> **INSTRUCTIONS FOR THE TASK**
Each line of the listing below that includes "UpdateVendorCommand" should be reported.

************

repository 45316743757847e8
/*!
 * # Role-Based Access Control (RBAC) Module
 *
 * Maps each role to the permissions embedded in the tokens it receives.
 */

use super::permissions::consts;
use lazy_static::lazy_static;
use std::collections::HashMap;
use std::fmt;
use std::str::FromStr;

/// Role definition with associated permissions
#[derive(Debug, Clone)]
pub struct RoleDefinition {
    pub name: &'static str,
    pub description: &'static str,
    pub permissions: Vec<&'static str>,
}

/// The roles a user row may carry.
#[derive(Debug, Clone, Copy, PartialEq, Eq, Hash)]
pub enum Role {
    Admin,
    Procurement,
    Viewer,
}

impl Role {
    pub fn as_str(self) -> &'static str {
        match self {
            Role::Admin => "admin",
            Role::Procurement => "procurement",
            Role::Viewer => "viewer",
        }
    }

    /// Permissions granted to this role.
    pub fn permissions(self) -> Vec<String> {
        ROLES
            .get(&self)
            .map(|def| def.permissions.iter().map(|p| p.to_string()).collect())
            .unwrap_or_default()
    }
}

impl fmt::Display for Role {
    fn fmt(&self, f: &mut fmt::Formatter<'_>) -> fmt::Result {
        f.write_str(self.as_str())
    }
}

impl FromStr for Role {
    type Err = String;

    fn from_str(s: &str) -> Result<Self, Self::Err> {
        match s.to_ascii_lowercase().as_str() {
            "admin" => Ok(Role::Admin),
            "procurement" => Ok(Role::Procurement),
            "viewer" => Ok(Role::Viewer),
            other => Err(format!("unknown role '{}'", other)),
        }
    }
}

lazy_static! {
    pub static ref ROLES: HashMap<Role, RoleDefinition> = {
        let mut roles = HashMap::new();

        roles.insert(
            Role::Admin,
            RoleDefinition {
                name: "admin",
                description: "Administrator with full access",
                permissions: vec!["vendors:*", "purchaseorders:*"],
            },
        );

        roles.insert(
            Role::Procurement,
            RoleDefinition {
                name: "procurement",
                description: "Buyer managing vendors and purchase orders",
                permissions: vec![
                    consts::VENDORS_READ,
                    consts::VENDORS_MANAGE,
                    consts::PURCHASE_ORDERS_READ,
                    consts::PURCHASE_ORDERS_MANAGE,
                ],
            },
        );

        roles.insert(
            Role::Viewer,
            RoleDefinition {
                name: "viewer",
                description: "Read-only access",
                permissions: vec![consts::VENDORS_READ, consts::PURCHASE_ORDERS_READ],
            },
        );

        roles
    };
}
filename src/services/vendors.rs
use crate::{
    commands::{
        vendors::{CreateVendorCommand, DeleteVendorCommand, UpdateVendorCommand, UpdateVendorRequest},
        Command,
    },
    db::DbPool,
    entities::vendor,
    errors::ServiceError,
    events::EventSender,
};
use sea_orm::{ColumnTrait, EntityTrait, PaginatorTrait, QueryFilter, QueryOrder};
use std::sync::Arc;
use tracing::instrument;
use uuid::Uuid;

/// Service for managing vendors
#[derive(Clone)]
pub struct VendorService {
    db_pool: Arc<DbPool>,
    event_sender: Arc<EventSender>,
}

impl VendorService {
    pub fn new(db_pool: Arc<DbPool>, event_sender: Arc<EventSender>) -> Self {
        Self {
            db_pool,
            event_sender,
        }
    }

    /// Creates a new vendor
    #[instrument(skip(self))]
    pub async fn create_vendor(
        &self,
        command: CreateVendorCommand,
    ) -> Result<vendor::Model, ServiceError> {
        command
            .execute(self.db_pool.clone(), self.event_sender.clone())
            .await
    }

    /// Applies a partial profile update
    #[instrument(skip(self))]
    pub async fn update_vendor(
        &self,
        id: Uuid,
        changes: UpdateVendorRequest,
    ) -> Result<vendor::Model, ServiceError> {
        UpdateVendorCommand { id, changes }
            .execute(self.db_pool.clone(), self.event_sender.clone())
            .await
    }

    /// Deletes a vendor with its orders and history
    #[instrument(skip(self))]
    pub async fn delete_vendor(&self, id: Uuid) -> Result<(), ServiceError> {
        DeleteVendorCommand { id }
            .execute(self.db_pool.clone(), self.event_sender.clone())
            .await
    }

    #[instrument(skip(self))]
    pub async fn get_vendor(&self, id: Uuid) -> Result<Option<vendor::Model>, ServiceError> {
        Ok(vendor::Entity::find_by_id(id)
            .one(self.db_pool.as_ref())
            .await?)
    }

    #[instrument(skip(self))]
    pub async fn get_vendor_by_code(
        &self,
        vendor_code: &str,
    ) -> Result<Option<vendor::Model>, ServiceError> {
        Ok(vendor::Entity::find()
            .filter(vendor::Column::VendorCode.eq(vendor_code))
            .one(self.db_pool.as_ref())
            .await?)
    }

    /// Lists vendors by name; `page` is 1-based. Returns the page and the total count.
    #[instrument(skip(self))]
    pub async fn list_vendors(
        &self,
        page: u64,
        per_page: u64,
    ) -> Result<(Vec<vendor::Model>, u64), ServiceError> {
        let paginator = vendor::Entity::find()
            .order_by_asc(vendor::Column::Name)
            .order_by_asc(vendor::Column::Id)
            .paginate(self.db_pool.as_ref(), per_page);
        let total = paginator.num_items().await?;
        let vendors = paginator.fetch_page(page.saturating_sub(1)).await?;
        Ok((vendors, total))
    }
}
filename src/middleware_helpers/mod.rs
pub mod request_id;

pub use request_id::{request_id_middleware, REQUEST_ID_HEADER};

************

> **RESULT OF THIS TASK**
        vendors::{CreateVendorCommand, DeleteVendorCommand, UpdateVendorCommand, UpdateVendorRequest},
        UpdateVendorCommand { id, changes }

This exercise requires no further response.